Assigned task
Give back an exact copy of the lines in the records below, from the line that has "0.0).square(), Complex::new(4.0, -0.0));" through the line that has "assert!(!Complex::new(f64::NAN, 0.0).is_finite());", and nothing besides.

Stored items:

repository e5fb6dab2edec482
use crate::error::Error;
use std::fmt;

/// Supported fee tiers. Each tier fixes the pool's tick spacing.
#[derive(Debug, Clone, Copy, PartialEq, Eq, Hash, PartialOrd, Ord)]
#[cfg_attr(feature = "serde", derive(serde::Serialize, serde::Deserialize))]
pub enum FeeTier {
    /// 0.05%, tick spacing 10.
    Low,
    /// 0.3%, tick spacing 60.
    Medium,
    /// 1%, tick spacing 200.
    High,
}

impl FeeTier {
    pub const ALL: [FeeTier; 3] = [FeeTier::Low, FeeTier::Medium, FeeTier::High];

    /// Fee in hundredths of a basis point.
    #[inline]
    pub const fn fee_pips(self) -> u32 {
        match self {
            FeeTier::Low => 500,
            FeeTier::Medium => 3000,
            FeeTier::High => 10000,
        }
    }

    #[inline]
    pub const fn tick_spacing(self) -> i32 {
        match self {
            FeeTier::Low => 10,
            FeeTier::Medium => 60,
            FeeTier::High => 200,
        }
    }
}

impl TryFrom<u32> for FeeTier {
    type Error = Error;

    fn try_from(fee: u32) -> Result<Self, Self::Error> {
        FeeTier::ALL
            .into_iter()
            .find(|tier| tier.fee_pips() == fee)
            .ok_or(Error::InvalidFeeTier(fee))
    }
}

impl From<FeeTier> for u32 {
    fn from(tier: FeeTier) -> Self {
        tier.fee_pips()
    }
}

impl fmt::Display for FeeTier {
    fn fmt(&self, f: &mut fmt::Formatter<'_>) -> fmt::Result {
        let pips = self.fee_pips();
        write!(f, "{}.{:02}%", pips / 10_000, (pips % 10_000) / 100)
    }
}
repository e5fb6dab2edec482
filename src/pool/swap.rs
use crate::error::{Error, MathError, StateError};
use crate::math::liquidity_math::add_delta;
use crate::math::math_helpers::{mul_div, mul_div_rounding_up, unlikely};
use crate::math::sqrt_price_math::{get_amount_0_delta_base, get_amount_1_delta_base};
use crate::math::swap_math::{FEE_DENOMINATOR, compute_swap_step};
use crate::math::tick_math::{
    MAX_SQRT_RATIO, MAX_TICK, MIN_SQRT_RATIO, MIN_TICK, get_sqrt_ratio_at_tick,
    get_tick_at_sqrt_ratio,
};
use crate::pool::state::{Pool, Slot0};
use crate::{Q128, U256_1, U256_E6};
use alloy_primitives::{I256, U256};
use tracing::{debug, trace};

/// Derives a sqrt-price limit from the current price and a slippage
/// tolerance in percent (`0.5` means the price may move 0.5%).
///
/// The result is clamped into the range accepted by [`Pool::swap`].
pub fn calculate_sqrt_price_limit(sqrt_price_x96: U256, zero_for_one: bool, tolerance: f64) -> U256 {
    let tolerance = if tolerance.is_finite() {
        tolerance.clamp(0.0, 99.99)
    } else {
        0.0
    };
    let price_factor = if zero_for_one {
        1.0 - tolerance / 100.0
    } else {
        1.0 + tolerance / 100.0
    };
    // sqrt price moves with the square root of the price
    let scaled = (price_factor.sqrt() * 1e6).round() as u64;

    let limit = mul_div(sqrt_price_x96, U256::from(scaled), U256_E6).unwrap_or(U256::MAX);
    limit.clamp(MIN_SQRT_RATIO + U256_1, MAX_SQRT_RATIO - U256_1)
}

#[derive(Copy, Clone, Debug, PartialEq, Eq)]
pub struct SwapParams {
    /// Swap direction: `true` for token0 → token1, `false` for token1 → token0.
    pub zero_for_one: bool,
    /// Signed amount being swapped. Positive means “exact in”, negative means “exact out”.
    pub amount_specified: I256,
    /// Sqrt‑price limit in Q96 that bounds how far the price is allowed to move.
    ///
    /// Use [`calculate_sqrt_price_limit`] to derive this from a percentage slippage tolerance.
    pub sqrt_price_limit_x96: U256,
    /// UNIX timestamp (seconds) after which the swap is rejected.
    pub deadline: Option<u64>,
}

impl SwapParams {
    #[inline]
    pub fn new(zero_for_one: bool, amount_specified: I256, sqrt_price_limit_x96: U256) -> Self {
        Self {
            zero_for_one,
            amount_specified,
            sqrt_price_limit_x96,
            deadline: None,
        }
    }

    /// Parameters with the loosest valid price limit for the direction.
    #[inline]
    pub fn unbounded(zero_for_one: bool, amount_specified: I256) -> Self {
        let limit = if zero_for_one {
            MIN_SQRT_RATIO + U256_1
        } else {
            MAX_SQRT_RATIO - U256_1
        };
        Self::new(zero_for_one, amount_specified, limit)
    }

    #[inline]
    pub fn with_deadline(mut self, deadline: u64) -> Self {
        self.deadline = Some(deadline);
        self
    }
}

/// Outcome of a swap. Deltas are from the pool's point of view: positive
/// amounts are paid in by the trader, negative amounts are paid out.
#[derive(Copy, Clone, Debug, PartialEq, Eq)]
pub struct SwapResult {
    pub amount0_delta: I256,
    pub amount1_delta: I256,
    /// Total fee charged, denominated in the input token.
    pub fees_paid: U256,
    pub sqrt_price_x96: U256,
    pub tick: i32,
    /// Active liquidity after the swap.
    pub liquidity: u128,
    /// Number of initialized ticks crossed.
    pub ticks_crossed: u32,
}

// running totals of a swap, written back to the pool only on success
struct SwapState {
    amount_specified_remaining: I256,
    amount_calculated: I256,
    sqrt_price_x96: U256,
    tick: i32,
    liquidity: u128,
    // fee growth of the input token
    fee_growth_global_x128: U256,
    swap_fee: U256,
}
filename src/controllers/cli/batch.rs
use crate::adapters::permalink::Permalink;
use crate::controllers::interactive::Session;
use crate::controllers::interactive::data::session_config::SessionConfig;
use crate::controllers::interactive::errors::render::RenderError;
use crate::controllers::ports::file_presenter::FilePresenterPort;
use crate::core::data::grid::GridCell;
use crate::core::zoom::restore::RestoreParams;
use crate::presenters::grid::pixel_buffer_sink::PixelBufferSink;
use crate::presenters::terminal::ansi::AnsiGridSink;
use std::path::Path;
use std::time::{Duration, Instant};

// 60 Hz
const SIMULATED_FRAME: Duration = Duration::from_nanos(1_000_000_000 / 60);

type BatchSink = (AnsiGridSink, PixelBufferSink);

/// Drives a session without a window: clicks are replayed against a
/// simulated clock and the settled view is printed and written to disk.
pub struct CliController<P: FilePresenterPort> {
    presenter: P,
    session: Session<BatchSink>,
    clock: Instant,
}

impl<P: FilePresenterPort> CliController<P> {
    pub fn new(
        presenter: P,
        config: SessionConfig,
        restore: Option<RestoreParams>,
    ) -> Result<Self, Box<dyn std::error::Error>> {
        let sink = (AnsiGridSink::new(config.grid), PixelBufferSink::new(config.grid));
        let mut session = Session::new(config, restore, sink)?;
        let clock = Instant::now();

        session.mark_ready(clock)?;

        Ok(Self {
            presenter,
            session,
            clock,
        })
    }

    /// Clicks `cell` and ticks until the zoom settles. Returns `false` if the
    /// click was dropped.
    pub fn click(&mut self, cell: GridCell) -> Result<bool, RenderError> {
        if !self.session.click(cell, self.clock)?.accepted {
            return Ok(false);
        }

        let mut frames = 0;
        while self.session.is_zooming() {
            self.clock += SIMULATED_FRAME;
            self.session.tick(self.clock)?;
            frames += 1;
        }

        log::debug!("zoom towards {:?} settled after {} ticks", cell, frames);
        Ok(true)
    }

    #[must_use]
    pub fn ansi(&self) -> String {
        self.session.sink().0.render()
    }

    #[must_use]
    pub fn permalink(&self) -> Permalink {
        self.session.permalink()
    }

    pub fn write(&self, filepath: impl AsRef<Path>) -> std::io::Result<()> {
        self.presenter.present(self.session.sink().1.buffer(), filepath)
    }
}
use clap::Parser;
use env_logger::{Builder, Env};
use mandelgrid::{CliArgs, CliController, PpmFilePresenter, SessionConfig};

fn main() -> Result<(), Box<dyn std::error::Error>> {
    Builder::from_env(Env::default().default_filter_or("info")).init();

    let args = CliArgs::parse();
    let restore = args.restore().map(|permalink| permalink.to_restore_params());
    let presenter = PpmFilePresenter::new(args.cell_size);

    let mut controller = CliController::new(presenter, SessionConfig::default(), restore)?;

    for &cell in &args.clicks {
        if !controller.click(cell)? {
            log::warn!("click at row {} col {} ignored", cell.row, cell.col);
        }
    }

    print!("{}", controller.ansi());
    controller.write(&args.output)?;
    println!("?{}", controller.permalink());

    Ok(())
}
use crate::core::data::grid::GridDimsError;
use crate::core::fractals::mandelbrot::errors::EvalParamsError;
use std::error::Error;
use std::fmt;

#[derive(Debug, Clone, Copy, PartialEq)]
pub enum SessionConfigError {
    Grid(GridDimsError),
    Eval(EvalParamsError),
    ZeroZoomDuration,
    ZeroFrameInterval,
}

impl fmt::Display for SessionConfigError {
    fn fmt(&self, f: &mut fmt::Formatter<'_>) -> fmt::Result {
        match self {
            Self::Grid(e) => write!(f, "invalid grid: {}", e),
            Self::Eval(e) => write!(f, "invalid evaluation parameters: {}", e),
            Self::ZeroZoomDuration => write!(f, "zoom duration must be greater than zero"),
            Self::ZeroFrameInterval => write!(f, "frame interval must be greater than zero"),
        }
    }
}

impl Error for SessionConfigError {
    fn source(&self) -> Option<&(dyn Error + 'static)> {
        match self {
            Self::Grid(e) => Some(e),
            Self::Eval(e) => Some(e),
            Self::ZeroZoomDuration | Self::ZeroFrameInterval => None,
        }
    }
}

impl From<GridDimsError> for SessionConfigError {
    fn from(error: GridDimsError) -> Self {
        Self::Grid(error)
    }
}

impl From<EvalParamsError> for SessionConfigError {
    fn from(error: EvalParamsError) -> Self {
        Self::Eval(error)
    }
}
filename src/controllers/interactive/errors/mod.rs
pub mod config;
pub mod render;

--

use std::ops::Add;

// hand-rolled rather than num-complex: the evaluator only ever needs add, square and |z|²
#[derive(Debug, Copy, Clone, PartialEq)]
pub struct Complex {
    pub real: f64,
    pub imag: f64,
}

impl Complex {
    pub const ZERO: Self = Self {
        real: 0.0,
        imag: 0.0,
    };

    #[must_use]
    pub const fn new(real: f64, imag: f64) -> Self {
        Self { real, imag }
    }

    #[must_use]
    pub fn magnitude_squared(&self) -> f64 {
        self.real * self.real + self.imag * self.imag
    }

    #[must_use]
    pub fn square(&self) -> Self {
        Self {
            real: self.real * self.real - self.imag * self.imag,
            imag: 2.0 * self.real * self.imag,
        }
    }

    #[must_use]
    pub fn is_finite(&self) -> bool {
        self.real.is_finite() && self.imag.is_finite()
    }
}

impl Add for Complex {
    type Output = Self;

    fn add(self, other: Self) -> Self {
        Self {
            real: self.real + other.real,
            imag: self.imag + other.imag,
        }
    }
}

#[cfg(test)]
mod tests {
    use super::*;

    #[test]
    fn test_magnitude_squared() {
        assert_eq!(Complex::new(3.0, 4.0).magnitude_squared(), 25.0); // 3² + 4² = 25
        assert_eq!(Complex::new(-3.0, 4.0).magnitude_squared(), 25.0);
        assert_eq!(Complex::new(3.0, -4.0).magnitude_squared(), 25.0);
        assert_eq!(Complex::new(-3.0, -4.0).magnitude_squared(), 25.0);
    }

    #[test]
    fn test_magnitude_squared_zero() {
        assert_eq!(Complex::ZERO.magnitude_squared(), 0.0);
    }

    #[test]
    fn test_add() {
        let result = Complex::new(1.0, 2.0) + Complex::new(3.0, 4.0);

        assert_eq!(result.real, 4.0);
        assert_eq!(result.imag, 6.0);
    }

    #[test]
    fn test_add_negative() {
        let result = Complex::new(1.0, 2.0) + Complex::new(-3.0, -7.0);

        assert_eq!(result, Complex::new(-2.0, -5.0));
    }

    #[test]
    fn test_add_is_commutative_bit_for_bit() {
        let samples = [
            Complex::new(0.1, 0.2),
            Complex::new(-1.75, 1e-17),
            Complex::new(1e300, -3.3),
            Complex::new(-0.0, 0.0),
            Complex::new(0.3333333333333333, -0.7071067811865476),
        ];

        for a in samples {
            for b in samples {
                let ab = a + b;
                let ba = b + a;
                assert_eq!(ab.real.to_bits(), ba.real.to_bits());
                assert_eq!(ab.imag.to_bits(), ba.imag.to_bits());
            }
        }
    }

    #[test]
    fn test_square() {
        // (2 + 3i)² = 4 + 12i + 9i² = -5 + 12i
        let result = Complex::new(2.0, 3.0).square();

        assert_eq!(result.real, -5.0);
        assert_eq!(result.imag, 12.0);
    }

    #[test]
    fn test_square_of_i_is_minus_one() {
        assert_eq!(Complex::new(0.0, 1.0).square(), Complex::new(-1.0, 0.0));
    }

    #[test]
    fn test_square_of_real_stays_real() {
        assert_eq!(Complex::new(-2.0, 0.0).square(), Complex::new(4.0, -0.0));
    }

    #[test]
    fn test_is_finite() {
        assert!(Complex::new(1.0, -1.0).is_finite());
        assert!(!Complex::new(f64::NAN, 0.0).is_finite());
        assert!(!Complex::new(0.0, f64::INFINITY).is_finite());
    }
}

Reply
        assert_eq!(Complex::new(-2.0, 0.0).square(), Complex::new(4.0, -0.0));
    }

    #[test]
    fn test_is_finite() {
        assert!(Complex::new(1.0, -1.0).is_finite());
        assert!(!Complex::new(f64::NAN, 0.0).is_finite());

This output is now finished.